Per quasi tutti i partecipanti, era immorale uccidere una persona pur di salvarne cinque.

In un secondo questionario, si parlava di un treno fuori controllo. Sul binario principale si trovano 5 persone, sul binario secondario 1 persona. Il dilemma era: è giusto deviare il treno sul binario secondario, uccidendo una persona per salvarne cinque?
In questo caso, la risposta era positiva. Meglio sacrificare una persona per il bene di cinque.

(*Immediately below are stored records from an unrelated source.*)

impl<DRV: Driver, RNG: CryptoRngCore> StarknetEngine<DRV, RNG> {
    /// Create a new engine with the provided driver and rng
    pub fn new_with_rng(drv: DRV, rng: RNG) -> Self {
        Self {
            state: State::Init,
            sign: None,
            pubkeys: None,
            drv,
            rng,
        }
    }

    pub fn state(&self) -> State {
        self.state
    }

    pub fn update(
        &mut self,
        evt: StarknetEvent,
        exchange: &mut ExchangeContext,
    ) -> Result<StarknetOutput, Error> {
        let r = self.step(evt, exchange);
        if let Err(e) = &r {
            self.abort(e);
        }
        r
    }

    fn abort(&mut self, e: &Error) {
        log::warn!("starknet session aborted: {e}");
        self.sign = None;
        self.pubkeys = None;
        self.state = match e {
            Error::Rejected(_) | Error::Cancelled => State::Denied,
            _ => State::Failed,
        };
    }

    fn step(
        &mut self,
        evt: StarknetEvent,
        exchange: &mut ExchangeContext,
    ) -> Result<StarknetOutput, Error> {
        use StarknetEvent::*;

        match (self.state, evt) {
            (_, Cancel) => Err(Error::Cancelled),

            (
                State::Init | State::Complete | State::Denied | State::Failed,
                Host(StarknetRequest::GetPublicKeys(init)),
            ) => self.pubkeys_init(init, false),
            (
                State::Init | State::Complete | State::Denied | State::Failed,
                Host(StarknetRequest::GetUserVerifiedPublicKey(init)),
            ) => self.pubkeys_init(init, true),
            (
                State::Init | State::Complete | State::Denied | State::Failed,
                Host(StarknetRequest::SignTxn(SignTxnRequest::Initiate(init))),
            ) => self.sign_init(init, exchange),

            (State::PubkeysConfirm, Approve) => self.pubkeys_derive(),
            (State::PubkeysConfirm, Deny) => {
                Err(Error::Rejected(UserRejection::Confirmation))
            }
            (State::PubkeysVerify, Approve) => self.pubkeys_respond(),
            (State::PubkeysVerify, Deny) => Err(Error::Rejected(UserRejection::Verification)),

            (State::SignConfirm, Approve) => self.sign_confirmed(),
            (State::SignConfirm, Deny) => Err(Error::Rejected(UserRejection::Confirmation)),

            (State::SignAwaitTxn, Host(StarknetRequest::SignTxn(SignTxnRequest::Txn(txn)))) => {
                self.sign_txn_received(txn, exchange)
            }

            (State::SignVerify(n), Approve) => self.sign_verify_step(n),
            (State::SignVerify(_), Deny) => Err(Error::Rejected(UserRejection::Verification)),

            (
                State::SignAwaitSignature,
                Host(StarknetRequest::SignTxn(SignTxnRequest::Signature)),
            ) => self.sign_respond(),

            (_, Approve | Deny) => Err(Error::UnexpectedDecision),
            (_state, Host(_req)) => {
                log::error!("unexpected starknet request in state {_state:?}");
                Err(Error::UnexpectedRequest)
            }
        }
    }

    fn pubkeys_init(
        &mut self,
        init: GetPublicKeysInitiate,
        verified: bool,
    ) -> Result<StarknetOutput, Error> {
        if init.derivation_paths.is_empty() || (verified && init.derivation_paths.len() != 1) {
            return Err(Error::InvalidPath);
        }
        for raw in &init.derivation_paths {
            let path = DerivationPath::from_slice(raw)?;
            if !derivation_path_guard(&path) {
                return Err(Error::InvalidPath);
            }
        }

        let name = self
            .drv
            .wallet_name(&init.wallet_id)
            .ok_or(Error::UnknownWallet)?;
        let msg = if verified {
            format!("Verify {STARKNET_NAME} address for wallet {name}?")
        } else {
            format!("Add {STARKNET_NAME} account to wallet {name}?")
        };

        self.pubkeys = Some(PubkeysContext {
            init,
            verified,
            keys: Vec::new(),
        });
        self.state = State::PubkeysConfirm;

        Ok(StarknetOutput::prompt(Screen::confirm(msg)))
    }

    fn pubkeys_derive(&mut self) -> Result<StarknetOutput, Error> {
        let ctx = self.pubkeys.as_mut().ok_or(Error::UnexpectedDecision)?;
        let wallet_id = ctx.init.wallet_id;

        let seed = self
            .drv
            .reconstruct_seed(&wallet_id)
            .ok_or(Error::SeedRecovery)?;

        for raw in &ctx.init.derivation_paths {
            let (private, public) = keys::derive_key_from_seed(&seed, raw)?;
            drop(private);
            ctx.keys.push(public);
        }
        drop(seed);

        if ctx.verified {
            let address = format!("0x{}", hex::encode(ctx.keys[0]));
            self.state = State::PubkeysVerify;
            Ok(StarknetOutput::prompt(Screen::scroll(
                "Verify address",
                address,
            )))
        } else {
            self.pubkeys_respond()
        }
    }

    fn pubkeys_respond(&mut self) -> Result<StarknetOutput, Error> {
        let ctx = self.pubkeys.take().ok_or(Error::UnexpectedDecision)?;
        self.state = State::Complete;
        Ok(StarknetOutput::respond(StarknetResponse::PublicKeys(
            ctx.keys,
        )))
    }

    fn sign_init(
        &mut self,
        init: SignTxnInitiate,
        exchange: &mut ExchangeContext,
    ) -> Result<StarknetOutput, Error> {
        let path = DerivationPath::from_slice(&init.derivation_path)?;
        if !derivation_path_guard(&path) {
            return Err(Error::InvalidPath);
        }

        let swap_verification = exchange.validate_send(applet::STARKNET, &init.wallet_id);

        let name = self
            .drv
            .wallet_name(&init.wallet_id)
            .ok_or(Error::UnknownWallet)?;
        let msg = format!("Sign {STARKNET_NAME} transaction using wallet {name}?");

        self.sign = Some(SignContext {
            init,
            txn: None,
            screens: Vec::new(),
            swap_verification,
            signature: None,
        });
        self.state = State::SignConfirm;

        Ok(StarknetOutput::prompt(Screen::confirm(msg)))
    }

    fn sign_confirmed(&mut self) -> Result<StarknetOutput, Error> {
        if self.sign.is_none() {
            return Err(Error::UnexpectedDecision);
        }
        self.state = State::SignAwaitTxn;
        Ok(StarknetOutput::respond(StarknetResponse::SignTxn(
            SignTxnResponse::Confirmation,
        )))
    }

    fn sign_txn_received(
        &mut self,
        txn: UnsignedTxn,
        exchange: &mut ExchangeContext,
    ) -> Result<StarknetOutput, Error> {
        let ctx = self.sign.as_mut().ok_or(Error::UnexpectedRequest)?;

        validate_txn(&txn)?;
        let screens = verify_screens(&txn)?;

        if ctx.swap_verification {
            let to_address = display_address(&txn)?;
            if !exchange.validate_stored_address(&to_address) {
                return Err(Error::ExchangeMismatch);
            }
        }

        ctx.txn = Some(txn);
        ctx.screens = screens;

        self.state = State::SignVerify(0);
        let mut out = StarknetOutput::respond(StarknetResponse::SignTxn(
            SignTxnResponse::UnsignedTxnAccepted,
        ));
        out.prompt = Some(self.sign.as_ref().map(|c| c.screens[0].clone()).ok_or(
            Error::UnexpectedRequest,
        )?);
        Ok(out)
    }

    fn sign_verify_step(&mut self, n: usize) -> Result<StarknetOutput, Error> {
        let next = n + 1;
        let screens_len = self
            .sign
            .as_ref()
            .ok_or(Error::UnexpectedDecision)?
            .screens
            .len();

        if next < screens_len {
            let screen = self.sign.as_ref().map(|c| c.screens[next].clone());
            self.state = State::SignVerify(next);
            return Ok(StarknetOutput {
                response: None,
                prompt: screen,
            });
        }

        self.sign_txn()?;
        self.state = State::SignAwaitSignature;
        Ok(StarknetOutput::none())
    }

    fn sign_txn(&mut self) -> Result<(), Error> {
        let ctx = self.sign.as_mut().ok_or(Error::UnexpectedDecision)?;
        let txn = ctx.txn.as_ref().ok_or(Error::UnexpectedRequest)?;
        let wallet_id = ctx.init.wallet_id;

        let seed = self
            .drv
            .reconstruct_seed(&wallet_id)
            .ok_or(Error::SeedRecovery)?;

        let (private, _public) = keys::derive_key_from_seed(&seed, &ctx.init.derivation_path)?;
        drop(seed);

        let hash = hash::txn_hash(txn).to_be_bytes();

        let signature = curve::sign_digest(&private, &hash, &mut self.rng)?;
        drop(private);

        ctx.signature = Some(signature);
        Ok(())
    }

    fn sign_respond(&mut self) -> Result<StarknetOutput, Error> {
        let ctx = self.sign.take().ok_or(Error::UnexpectedRequest)?;
        let signature = ctx.signature.ok_or(Error::SignError(1))?;

        self.state = State::Complete;
        Ok(StarknetOutput::respond(StarknetResponse::SignTxn(
            SignTxnResponse::Signature(signature),
        )))
    }
}

/// Structural validation of the incoming transaction fields
fn validate_txn(txn: &UnsignedTxn) -> Result<(), Error> {
    let check_bound = |b: &ResourceBound| -> bool {
        b.max_amount.len() <= 8 && b.max_price_per_unit.len() <= 16
    };

    let (chain_id, nonce, bounds, felts): (_, _, _, &Vec<Vec<u8>>) = match txn {
        UnsignedTxn::Invoke(t) => {
            if t.calldata.len() <= CALLDATA_AMOUNT_INDEX {
                return Err(Error::InvalidTxn(1));
            }
            if t.calldata[CALLDATA_RECIPIENT_INDEX].len() != BIGNUM_SIZE {
                return Err(Error::InvalidTxn(2));
            }
            (&t.chain_id, &t.nonce, &t.resource_bounds, &t.calldata)
        }
        UnsignedTxn::DeployAccount(t) => (
            &t.chain_id,
            &t.nonce,
            &t.resource_bounds,
            &t.constructor_call_data,
        ),
    };

    if chain_id.len() > BIGNUM_SIZE || nonce.len() > BIGNUM_SIZE {
        return Err(Error::InvalidTxn(3));
    }
    if !check_bound(&bounds.level_1) || !check_bound(&bounds.level_2) {
        return Err(Error::InvalidTxn(4));
    }
    if felts.len() > MAX_TXN_SIZE / BIGNUM_SIZE || felts.iter().any(|f| f.len() > BIGNUM_SIZE) {
        return Err(Error::InvalidTxn(5));
    }

    Ok(())
}

/// Destination rendered for display and swap cross-checking
fn display_address(txn: &UnsignedTxn) -> Result<String, Error> {
    match txn {
        UnsignedTxn::Invoke(t) => Ok(format!(
            "0x{}",
            hex::encode(&t.calldata[CALLDATA_RECIPIENT_INDEX])
        )),
        UnsignedTxn::DeployAccount(t) => {
            Ok(format!("0x{}", hex::encode(t.contract_address)))
        }
    }
}

/// L1 max fee: `max_amount * max_price_per_unit`
fn max_fee_bytes(bound: &ResourceBound) -> Vec<u8> {
    let fee =
        BigUint::from_bytes_be(&bound.max_amount) * BigUint::from_bytes_be(&bound.max_price_per_unit);
    fee.to_bytes_be()
}

/// Build the ordered verification screens for a validated transaction
fn verify_screens(txn: &UnsignedTxn) -> Result<Vec<Screen>, Error> {
    let mut screens = Vec::new();

    match txn {
        UnsignedTxn::Invoke(t) => {
            screens.push(Screen::scroll("Verify address", display_address(txn)?));
            screens.push(Screen::confirm(format!(
                "Verify amount\n{} {STARKNET_LUNIT}",
                format_units_be(
                    &t.calldata[CALLDATA_AMOUNT_INDEX],
                    STARKNET_DECIMALS,
                    AMOUNT_FRAC_DIGITS
                )
            )));
            screens.push(Screen::confirm(format!(
                "Verify max fee\n{} {STARKNET_LUNIT}",
                format_units_be(
                    &max_fee_bytes(&t.resource_bounds.level_1),
                    STARKNET_DECIMALS,
                    AMOUNT_FRAC_DIGITS
                )
            )));
        }
        UnsignedTxn::DeployAccount(t) => {
            screens.push(Screen::scroll("Verify address", display_address(txn)?));
            screens.push(Screen::confirm(format!(
                "Verify max fee\n{} {STARKNET_LUNIT}",
                format_units_be(
                    &max_fee_bytes(&t.resource_bounds.level_1),
                    STARKNET_DECIMALS,
                    AMOUNT_FRAC_DIGITS
                )
            )));
        }
    }

    Ok(screens)
}

#[cfg(test)]
mod test {
    use super::*;

    #[test]
    fn validate_rejects_short_invoke_calldata() {
        let mut txn = hash::test::sample_invoke();
        txn.calldata.truncate(3);
        assert!(validate_txn(&UnsignedTxn::Invoke(txn)).is_err());
    }

    #[test]
    fn validate_rejects_bad_recipient_width() {
        let mut txn = hash::test::sample_invoke();
        txn.calldata[CALLDATA_RECIPIENT_INDEX] = vec![0xaa; 16];
        assert!(validate_txn(&UnsignedTxn::Invoke(txn)).is_err());
    }

    #[test]
    fn invoke_screens_cover_address_amount_fee() {
        let txn = UnsignedTxn::Invoke(hash::test::sample_invoke());
        validate_txn(&txn).unwrap();

        let screens = verify_screens(&txn).unwrap();
        assert_eq!(screens.len(), 3);

        match &screens[0] {
            Screen::ScrollPage { value, .. } => {
                assert_eq!(value, &format!("0x{}", hex::encode([0xaau8; 32])));
            }
            s => panic!("unexpected screen {s:?}"),
        }
        match &screens[2] {
            Screen::Confirm(s) => assert!(s.starts_with("Verify max fee")),
            s => panic!("unexpected screen {s:?}"),
        }
    }

    #[test]
    fn max_fee_is_product() {
        let bound = ResourceBound {
            max_amount: vec![0x02],
            max_price_per_unit: vec![0x03],
        };
        assert_eq!(max_fee_bytes(&bound), vec![0x06]);
    }
}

Cosa differenzia i due questionari? Sembrerebbero uguali, eppure il risultato è esattamente l’opposto. La differenza sta nel fatto che, nell’esempio del treno, la persona da uccidere non sarebbe “usata” direttamente, ma sarebbe soltanto un effetto collaterale. Come dire: «Non è colpa mia se si trova sul secondo binario».

L’uomo, quindi, non sarebbe disposto a danneggiare direttamente uno sconosciuto neanche per un buon motivo, ma sarebbe disposto a “lasciarlo sacrificare” per un bene maggiore.

Lo stesso tipo di quesiti, adattati sostituendo il treno con un coccodrillo che si avvicina alle canoe, è stato posto agli indios Cuna dell’America Centrale. Le risposte sono state esattamente le stesse. Tutto questo dimostra che la morale dell’uomo non è influenzata né dalla cultura né dalla credenza religiosa.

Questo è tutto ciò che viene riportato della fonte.